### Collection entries
"""
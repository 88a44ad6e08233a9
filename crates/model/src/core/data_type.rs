use serde::{Deserialize, Serialize};
use thiserror::Error;

#[derive(Error, Debug)]
#[error("Unknown column type: {0}")]
pub struct UnknownDataType(pub String);

/// Column types the pipeline knows how to read and bind.
#[derive(Debug, Clone, Copy, PartialEq, Eq, Serialize, Deserialize)]
pub enum DataType {
    SmallInt,
    Int,
    Long,
    Float,
    Decimal,
    String,
    Date,
    Null,
}

impl TryFrom<&str> for DataType {
    type Error = UnknownDataType;

    /// Maps a Postgres type name (as reported by the wire protocol) to a `DataType`.
    fn try_from(name: &str) -> Result<Self, Self::Error> {
        match name.to_ascii_lowercase().as_str() {
            "int2" | "smallint" => Ok(DataType::SmallInt),
            "int4" | "integer" => Ok(DataType::Int),
            "int8" | "bigint" => Ok(DataType::Long),
            "float4" | "float8" | "real" | "double precision" => Ok(DataType::Float),
            "numeric" | "decimal" => Ok(DataType::Decimal),
            "text" | "varchar" | "bpchar" | "char" | "name" => Ok(DataType::String),
            "date" => Ok(DataType::Date),
            other => Err(UnknownDataType(other.to_string())),
        }
    }
}

#[cfg(test)]
mod tests {
    use super::*;

    #[test]
    fn maps_postgres_type_names() {
        assert_eq!(DataType::try_from("int4").unwrap(), DataType::Int);
        assert_eq!(DataType::try_from("int8").unwrap(), DataType::Long);
        assert_eq!(DataType::try_from("NUMERIC").unwrap(), DataType::Decimal);
        assert_eq!(DataType::try_from("varchar").unwrap(), DataType::String);
        assert_eq!(DataType::try_from("date").unwrap(), DataType::Date);
    }

    #[test]
    fn unknown_type_is_an_error() {
        assert!(DataType::try_from("tsvector").is_err());
    }
}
"""
### Work to complete
Set down each entry from above once more, exactly as written.

### Task output
repository 88a44ad6e08233a9
filename crates/model/src/core/data_type.rs
use serde::{Deserialize, Serialize};
use thiserror::Error;

#[derive(Error, Debug)]
#[error("Unknown column type: {0}")]
pub struct UnknownDataType(pub String);

/// Column types the pipeline knows how to read and bind.
#[derive(Debug, Clone, Copy, PartialEq, Eq, Serialize, Deserialize)]
pub enum DataType {
    SmallInt,
    Int,
    Long,
    Float,
    Decimal,
    String,
    Date,
    Null,
}

impl TryFrom<&str> for DataType {
    type Error = UnknownDataType;

    /// Maps a Postgres type name (as reported by the wire protocol) to a `DataType`.
    fn try_from(name: &str) -> Result<Self, Self::Error> {
        match name.to_ascii_lowercase().as_str() {
            "int2" | "smallint" => Ok(DataType::SmallInt),
            "int4" | "integer" => Ok(DataType::Int),
            "int8" | "bigint" => Ok(DataType::Long),
            "float4" | "float8" | "real" | "double precision" => Ok(DataType::Float),
            "numeric" | "decimal" => Ok(DataType::Decimal),
            "text" | "varchar" | "bpchar" | "char" | "name" => Ok(DataType::String),
            "date" => Ok(DataType::Date),
            other => Err(UnknownDataType(other.to_string())),
        }
    }
}

#[cfg(test)]
mod tests {
    use super::*;

    #[test]
    fn maps_postgres_type_names() {
        assert_eq!(DataType::try_from("int4").unwrap(), DataType::Int);
        assert_eq!(DataType::try_from("int8").unwrap(), DataType::Long);
        assert_eq!(DataType::try_from("NUMERIC").unwrap(), DataType::Decimal);
        assert_eq!(DataType::try_from("varchar").unwrap(), DataType::String);
        assert_eq!(DataType::try_from("date").unwrap(), DataType::Date);
    }

    #[test]
    fn unknown_type_is_an_error() {
        assert!(DataType::try_from("tsvector").is_err());
    }
}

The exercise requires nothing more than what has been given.